[Data for the task Boundary: Start]

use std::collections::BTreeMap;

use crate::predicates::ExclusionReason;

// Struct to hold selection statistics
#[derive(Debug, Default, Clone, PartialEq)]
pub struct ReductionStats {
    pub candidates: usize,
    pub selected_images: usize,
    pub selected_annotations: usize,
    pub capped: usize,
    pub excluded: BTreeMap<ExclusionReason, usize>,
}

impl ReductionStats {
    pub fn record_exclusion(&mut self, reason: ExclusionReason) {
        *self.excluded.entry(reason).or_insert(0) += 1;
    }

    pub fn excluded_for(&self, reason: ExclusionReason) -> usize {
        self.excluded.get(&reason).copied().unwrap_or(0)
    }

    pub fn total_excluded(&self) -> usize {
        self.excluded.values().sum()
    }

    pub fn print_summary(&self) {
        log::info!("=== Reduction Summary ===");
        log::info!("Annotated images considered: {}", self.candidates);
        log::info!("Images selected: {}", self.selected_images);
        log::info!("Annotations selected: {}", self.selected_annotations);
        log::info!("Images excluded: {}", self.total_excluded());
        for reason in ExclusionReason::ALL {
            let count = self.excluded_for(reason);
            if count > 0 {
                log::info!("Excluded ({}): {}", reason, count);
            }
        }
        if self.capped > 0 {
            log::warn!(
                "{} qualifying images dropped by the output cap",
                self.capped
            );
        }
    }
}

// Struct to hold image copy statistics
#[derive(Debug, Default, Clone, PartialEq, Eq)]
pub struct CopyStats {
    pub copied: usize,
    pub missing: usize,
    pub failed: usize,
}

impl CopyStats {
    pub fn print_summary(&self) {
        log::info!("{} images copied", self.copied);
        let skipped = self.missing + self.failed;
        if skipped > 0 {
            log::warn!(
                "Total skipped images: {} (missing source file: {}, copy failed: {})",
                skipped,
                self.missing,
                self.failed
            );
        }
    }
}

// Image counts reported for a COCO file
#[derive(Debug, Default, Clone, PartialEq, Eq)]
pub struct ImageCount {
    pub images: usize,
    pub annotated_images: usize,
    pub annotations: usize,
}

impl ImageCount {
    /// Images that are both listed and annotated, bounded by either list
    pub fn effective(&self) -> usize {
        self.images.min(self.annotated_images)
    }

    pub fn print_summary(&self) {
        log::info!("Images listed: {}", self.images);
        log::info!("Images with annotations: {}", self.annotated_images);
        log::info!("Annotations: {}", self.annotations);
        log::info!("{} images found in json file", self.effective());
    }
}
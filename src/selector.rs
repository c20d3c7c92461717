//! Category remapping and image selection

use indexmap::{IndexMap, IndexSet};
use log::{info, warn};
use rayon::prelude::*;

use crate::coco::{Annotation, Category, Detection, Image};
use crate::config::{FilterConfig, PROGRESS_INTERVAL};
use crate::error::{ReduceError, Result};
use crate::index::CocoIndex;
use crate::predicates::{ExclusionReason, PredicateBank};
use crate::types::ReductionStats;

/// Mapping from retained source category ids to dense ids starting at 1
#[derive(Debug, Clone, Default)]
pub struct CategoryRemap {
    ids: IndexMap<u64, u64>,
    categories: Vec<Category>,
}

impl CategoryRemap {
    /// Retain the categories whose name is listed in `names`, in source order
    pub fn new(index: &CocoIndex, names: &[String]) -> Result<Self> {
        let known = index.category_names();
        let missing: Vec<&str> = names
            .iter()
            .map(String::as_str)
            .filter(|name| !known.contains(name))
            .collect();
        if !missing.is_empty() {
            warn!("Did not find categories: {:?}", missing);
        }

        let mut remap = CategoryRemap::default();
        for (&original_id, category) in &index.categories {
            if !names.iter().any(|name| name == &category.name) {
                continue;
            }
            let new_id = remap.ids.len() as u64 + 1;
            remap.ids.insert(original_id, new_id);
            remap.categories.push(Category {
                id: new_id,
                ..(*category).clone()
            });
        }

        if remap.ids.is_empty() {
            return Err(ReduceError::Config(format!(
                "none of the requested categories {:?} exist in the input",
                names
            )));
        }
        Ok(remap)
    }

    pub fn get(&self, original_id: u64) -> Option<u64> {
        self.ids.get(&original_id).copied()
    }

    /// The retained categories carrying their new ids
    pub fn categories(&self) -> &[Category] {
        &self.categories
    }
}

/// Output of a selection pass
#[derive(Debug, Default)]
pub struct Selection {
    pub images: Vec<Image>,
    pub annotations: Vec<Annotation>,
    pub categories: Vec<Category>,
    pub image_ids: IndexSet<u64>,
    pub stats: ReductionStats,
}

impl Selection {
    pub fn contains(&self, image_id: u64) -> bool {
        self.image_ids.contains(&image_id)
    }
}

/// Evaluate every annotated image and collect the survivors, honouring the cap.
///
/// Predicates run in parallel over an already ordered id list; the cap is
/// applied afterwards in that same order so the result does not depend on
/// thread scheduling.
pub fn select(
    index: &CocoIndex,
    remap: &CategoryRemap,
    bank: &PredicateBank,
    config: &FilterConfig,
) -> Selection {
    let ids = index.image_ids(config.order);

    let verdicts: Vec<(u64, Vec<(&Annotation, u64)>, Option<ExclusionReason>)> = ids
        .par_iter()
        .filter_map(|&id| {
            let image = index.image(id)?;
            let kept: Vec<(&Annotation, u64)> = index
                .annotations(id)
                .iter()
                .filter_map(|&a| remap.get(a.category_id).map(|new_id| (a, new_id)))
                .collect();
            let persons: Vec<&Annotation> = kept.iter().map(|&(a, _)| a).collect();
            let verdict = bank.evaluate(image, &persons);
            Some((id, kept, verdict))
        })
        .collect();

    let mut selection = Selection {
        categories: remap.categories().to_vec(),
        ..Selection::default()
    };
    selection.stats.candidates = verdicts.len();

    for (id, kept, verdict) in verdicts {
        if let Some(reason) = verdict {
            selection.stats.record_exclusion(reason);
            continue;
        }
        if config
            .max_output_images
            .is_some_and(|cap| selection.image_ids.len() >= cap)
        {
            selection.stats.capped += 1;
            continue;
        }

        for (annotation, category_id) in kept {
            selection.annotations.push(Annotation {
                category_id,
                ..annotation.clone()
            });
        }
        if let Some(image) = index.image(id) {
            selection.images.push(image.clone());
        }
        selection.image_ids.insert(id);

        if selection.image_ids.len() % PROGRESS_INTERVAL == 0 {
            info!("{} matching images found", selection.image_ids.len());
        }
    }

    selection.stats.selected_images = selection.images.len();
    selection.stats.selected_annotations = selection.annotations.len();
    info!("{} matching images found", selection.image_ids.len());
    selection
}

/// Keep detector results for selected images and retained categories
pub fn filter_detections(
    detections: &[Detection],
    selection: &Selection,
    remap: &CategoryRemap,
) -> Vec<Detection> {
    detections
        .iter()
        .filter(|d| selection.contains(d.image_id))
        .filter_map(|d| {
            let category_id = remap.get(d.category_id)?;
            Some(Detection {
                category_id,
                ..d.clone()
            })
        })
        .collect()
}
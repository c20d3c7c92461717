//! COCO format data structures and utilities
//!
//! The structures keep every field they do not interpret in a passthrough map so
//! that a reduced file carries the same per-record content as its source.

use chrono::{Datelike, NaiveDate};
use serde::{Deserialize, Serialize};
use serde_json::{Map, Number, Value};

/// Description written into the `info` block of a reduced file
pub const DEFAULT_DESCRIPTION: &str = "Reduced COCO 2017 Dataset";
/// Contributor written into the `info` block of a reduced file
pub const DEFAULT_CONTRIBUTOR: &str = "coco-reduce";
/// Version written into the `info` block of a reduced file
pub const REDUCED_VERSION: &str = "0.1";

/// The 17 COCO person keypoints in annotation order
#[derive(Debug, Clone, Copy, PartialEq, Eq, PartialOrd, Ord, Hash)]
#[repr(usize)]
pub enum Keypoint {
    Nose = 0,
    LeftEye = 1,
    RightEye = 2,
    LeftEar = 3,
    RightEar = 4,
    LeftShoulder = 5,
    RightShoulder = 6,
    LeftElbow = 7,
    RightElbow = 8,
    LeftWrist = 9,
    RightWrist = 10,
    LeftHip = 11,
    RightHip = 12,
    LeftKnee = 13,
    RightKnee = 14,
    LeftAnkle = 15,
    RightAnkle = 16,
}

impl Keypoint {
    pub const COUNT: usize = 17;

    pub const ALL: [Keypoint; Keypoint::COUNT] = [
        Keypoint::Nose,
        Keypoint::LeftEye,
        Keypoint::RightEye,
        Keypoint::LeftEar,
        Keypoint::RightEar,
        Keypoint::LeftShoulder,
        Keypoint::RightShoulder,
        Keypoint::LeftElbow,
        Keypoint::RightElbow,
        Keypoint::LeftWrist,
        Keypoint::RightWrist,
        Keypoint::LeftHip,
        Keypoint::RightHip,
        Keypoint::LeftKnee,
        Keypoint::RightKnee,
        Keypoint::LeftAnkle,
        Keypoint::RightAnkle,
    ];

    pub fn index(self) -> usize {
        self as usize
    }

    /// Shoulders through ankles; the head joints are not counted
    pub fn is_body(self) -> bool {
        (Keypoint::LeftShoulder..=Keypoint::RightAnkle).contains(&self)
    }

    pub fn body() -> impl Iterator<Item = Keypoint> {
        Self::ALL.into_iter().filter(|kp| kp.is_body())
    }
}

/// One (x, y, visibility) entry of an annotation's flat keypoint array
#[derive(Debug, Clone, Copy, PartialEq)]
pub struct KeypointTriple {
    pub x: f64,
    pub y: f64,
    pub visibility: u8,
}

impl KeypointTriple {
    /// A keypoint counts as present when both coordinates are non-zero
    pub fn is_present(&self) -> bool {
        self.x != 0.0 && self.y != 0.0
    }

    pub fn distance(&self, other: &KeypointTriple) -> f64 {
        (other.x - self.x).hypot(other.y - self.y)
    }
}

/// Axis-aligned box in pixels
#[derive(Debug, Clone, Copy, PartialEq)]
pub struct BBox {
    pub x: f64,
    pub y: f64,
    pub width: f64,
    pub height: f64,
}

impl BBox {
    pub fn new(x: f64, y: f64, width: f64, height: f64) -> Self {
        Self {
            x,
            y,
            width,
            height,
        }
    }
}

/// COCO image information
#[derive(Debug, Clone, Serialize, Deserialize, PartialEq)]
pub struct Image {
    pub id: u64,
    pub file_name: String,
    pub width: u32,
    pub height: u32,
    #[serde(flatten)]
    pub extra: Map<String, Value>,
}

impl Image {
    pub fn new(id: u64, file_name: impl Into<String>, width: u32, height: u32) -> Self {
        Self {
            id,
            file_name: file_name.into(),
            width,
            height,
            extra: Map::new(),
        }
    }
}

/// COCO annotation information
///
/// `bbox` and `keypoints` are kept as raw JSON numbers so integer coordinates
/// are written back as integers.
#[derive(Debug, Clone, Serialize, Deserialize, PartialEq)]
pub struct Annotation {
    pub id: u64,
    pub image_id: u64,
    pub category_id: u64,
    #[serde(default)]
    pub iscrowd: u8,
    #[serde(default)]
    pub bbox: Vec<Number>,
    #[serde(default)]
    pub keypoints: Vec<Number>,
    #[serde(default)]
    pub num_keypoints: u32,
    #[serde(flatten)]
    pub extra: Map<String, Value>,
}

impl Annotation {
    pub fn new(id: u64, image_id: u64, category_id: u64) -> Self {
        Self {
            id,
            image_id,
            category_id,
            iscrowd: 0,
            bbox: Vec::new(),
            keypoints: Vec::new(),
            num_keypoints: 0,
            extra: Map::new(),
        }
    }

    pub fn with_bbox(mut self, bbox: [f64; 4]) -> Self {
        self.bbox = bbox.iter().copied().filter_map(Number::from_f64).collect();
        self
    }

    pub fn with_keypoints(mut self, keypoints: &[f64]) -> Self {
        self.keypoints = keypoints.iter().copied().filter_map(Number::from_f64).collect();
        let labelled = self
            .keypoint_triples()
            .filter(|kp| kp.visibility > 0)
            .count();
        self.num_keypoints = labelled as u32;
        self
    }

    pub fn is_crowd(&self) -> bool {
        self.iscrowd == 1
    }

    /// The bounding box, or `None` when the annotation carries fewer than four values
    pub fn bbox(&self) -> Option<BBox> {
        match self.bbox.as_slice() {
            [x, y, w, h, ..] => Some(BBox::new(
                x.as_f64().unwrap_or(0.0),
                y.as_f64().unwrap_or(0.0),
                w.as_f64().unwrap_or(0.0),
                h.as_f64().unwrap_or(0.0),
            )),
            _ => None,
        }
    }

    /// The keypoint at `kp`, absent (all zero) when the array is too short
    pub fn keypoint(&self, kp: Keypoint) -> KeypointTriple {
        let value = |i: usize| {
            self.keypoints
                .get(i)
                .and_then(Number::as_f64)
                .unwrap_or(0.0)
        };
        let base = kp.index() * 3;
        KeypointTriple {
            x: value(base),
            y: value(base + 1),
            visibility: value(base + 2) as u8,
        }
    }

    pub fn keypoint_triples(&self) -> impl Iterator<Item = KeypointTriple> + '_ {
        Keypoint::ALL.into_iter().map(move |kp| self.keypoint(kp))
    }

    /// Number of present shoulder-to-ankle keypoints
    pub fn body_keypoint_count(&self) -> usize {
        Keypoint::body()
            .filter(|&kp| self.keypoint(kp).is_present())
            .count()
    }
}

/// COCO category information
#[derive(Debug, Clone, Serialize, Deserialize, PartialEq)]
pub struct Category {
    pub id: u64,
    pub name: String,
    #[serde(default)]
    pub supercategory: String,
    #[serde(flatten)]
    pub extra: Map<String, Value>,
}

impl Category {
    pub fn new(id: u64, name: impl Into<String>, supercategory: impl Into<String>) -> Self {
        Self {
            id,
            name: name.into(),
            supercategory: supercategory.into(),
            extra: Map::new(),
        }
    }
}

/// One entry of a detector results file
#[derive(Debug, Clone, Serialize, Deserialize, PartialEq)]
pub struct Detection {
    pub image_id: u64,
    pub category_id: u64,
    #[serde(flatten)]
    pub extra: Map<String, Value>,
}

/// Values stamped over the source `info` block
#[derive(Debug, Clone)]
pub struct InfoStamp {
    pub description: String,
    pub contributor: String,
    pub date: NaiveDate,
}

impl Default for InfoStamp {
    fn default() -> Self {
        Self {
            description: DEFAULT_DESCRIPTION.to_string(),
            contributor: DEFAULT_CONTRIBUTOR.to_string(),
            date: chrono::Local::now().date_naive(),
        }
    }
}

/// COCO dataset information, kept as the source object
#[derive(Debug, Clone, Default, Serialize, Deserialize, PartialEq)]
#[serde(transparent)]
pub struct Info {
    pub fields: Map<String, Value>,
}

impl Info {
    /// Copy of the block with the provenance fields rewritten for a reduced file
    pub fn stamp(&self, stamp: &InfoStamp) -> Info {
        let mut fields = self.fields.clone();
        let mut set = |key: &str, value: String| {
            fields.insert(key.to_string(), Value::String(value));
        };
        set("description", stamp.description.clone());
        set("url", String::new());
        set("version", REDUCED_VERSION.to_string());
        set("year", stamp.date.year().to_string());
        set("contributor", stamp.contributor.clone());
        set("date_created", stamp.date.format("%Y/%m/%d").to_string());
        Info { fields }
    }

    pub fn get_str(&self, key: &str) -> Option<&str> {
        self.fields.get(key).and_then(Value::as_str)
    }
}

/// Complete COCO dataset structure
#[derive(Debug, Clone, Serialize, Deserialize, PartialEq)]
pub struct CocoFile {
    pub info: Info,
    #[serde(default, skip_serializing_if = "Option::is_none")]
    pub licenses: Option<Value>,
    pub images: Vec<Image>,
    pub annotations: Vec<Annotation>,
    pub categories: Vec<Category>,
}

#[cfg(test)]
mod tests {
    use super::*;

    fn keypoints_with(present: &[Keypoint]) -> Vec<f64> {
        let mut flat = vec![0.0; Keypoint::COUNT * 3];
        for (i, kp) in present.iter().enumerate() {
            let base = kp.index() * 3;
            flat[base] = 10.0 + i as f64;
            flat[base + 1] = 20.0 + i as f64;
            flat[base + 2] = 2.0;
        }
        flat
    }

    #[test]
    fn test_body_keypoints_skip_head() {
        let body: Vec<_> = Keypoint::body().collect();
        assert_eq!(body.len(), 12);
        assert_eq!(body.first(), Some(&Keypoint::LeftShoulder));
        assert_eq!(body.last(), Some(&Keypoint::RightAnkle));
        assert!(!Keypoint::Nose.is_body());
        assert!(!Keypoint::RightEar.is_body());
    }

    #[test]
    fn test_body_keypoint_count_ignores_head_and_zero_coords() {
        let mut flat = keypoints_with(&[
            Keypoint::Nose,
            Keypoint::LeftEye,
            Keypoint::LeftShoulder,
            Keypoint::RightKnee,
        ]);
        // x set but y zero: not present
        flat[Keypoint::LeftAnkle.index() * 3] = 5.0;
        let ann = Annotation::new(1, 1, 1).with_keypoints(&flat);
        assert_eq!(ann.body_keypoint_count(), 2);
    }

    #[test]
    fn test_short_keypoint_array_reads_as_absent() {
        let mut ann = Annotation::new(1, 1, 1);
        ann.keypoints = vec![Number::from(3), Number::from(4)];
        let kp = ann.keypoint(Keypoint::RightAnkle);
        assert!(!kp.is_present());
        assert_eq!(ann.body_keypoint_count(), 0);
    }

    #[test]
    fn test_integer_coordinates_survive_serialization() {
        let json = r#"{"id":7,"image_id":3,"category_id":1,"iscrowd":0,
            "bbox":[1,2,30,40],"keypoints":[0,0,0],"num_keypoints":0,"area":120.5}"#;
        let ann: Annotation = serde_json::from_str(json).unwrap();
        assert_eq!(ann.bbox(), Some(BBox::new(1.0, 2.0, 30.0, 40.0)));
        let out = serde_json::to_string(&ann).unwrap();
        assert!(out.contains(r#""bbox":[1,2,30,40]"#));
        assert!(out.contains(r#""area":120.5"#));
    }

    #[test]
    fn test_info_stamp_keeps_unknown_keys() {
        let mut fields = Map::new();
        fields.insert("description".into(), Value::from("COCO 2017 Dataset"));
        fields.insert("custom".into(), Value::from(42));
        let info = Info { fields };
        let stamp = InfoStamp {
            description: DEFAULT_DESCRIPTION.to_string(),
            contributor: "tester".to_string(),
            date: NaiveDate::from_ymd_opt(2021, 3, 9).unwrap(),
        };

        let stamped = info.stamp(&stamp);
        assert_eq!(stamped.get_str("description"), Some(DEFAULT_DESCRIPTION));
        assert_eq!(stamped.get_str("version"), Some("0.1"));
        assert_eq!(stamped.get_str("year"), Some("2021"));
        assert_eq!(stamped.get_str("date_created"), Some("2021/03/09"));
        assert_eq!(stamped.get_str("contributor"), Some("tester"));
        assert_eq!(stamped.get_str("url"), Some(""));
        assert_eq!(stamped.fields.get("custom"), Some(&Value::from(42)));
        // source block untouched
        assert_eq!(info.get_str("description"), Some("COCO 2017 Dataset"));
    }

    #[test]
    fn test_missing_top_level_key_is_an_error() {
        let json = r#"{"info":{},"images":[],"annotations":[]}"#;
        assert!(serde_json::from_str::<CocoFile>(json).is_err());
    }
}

[Data for the task Boundary: End]

- _Requirement_: From the line containing "as its source." down to the line containing "coordinates are non-zero" in the material above, reproduce every line exactly, including the two end lines.

- _Your solution_:
//! that a reduced file carries the same per-record content as its source.

use chrono::{Datelike, NaiveDate};
use serde::{Deserialize, Serialize};
use serde_json::{Map, Number, Value};

/// Description written into the `info` block of a reduced file
pub const DEFAULT_DESCRIPTION: &str = "Reduced COCO 2017 Dataset";
/// Contributor written into the `info` block of a reduced file
pub const DEFAULT_CONTRIBUTOR: &str = "coco-reduce";
/// Version written into the `info` block of a reduced file
pub const REDUCED_VERSION: &str = "0.1";

/// The 17 COCO person keypoints in annotation order
#[derive(Debug, Clone, Copy, PartialEq, Eq, PartialOrd, Ord, Hash)]
#[repr(usize)]
pub enum Keypoint {
    Nose = 0,
    LeftEye = 1,
    RightEye = 2,
    LeftEar = 3,
    RightEar = 4,
    LeftShoulder = 5,
    RightShoulder = 6,
    LeftElbow = 7,
    RightElbow = 8,
    LeftWrist = 9,
    RightWrist = 10,
    LeftHip = 11,
    RightHip = 12,
    LeftKnee = 13,
    RightKnee = 14,
    LeftAnkle = 15,
    RightAnkle = 16,
}

impl Keypoint {
    pub const COUNT: usize = 17;

    pub const ALL: [Keypoint; Keypoint::COUNT] = [
        Keypoint::Nose,
        Keypoint::LeftEye,
        Keypoint::RightEye,
        Keypoint::LeftEar,
        Keypoint::RightEar,
        Keypoint::LeftShoulder,
        Keypoint::RightShoulder,
        Keypoint::LeftElbow,
        Keypoint::RightElbow,
        Keypoint::LeftWrist,
        Keypoint::RightWrist,
        Keypoint::LeftHip,
        Keypoint::RightHip,
        Keypoint::LeftKnee,
        Keypoint::RightKnee,
        Keypoint::LeftAnkle,
        Keypoint::RightAnkle,
    ];

    pub fn index(self) -> usize {
        self as usize
    }

    /// Shoulders through ankles; the head joints are not counted
    pub fn is_body(self) -> bool {
        (Keypoint::LeftShoulder..=Keypoint::RightAnkle).contains(&self)
    }

    pub fn body() -> impl Iterator<Item = Keypoint> {
        Self::ALL.into_iter().filter(|kp| kp.is_body())
    }
}

/// One (x, y, visibility) entry of an annotation's flat keypoint array
#[derive(Debug, Clone, Copy, PartialEq)]
pub struct KeypointTriple {
    pub x: f64,
    pub y: f64,
    pub visibility: u8,
}

impl KeypointTriple {
    /// A keypoint counts as present when both coordinates are non-zero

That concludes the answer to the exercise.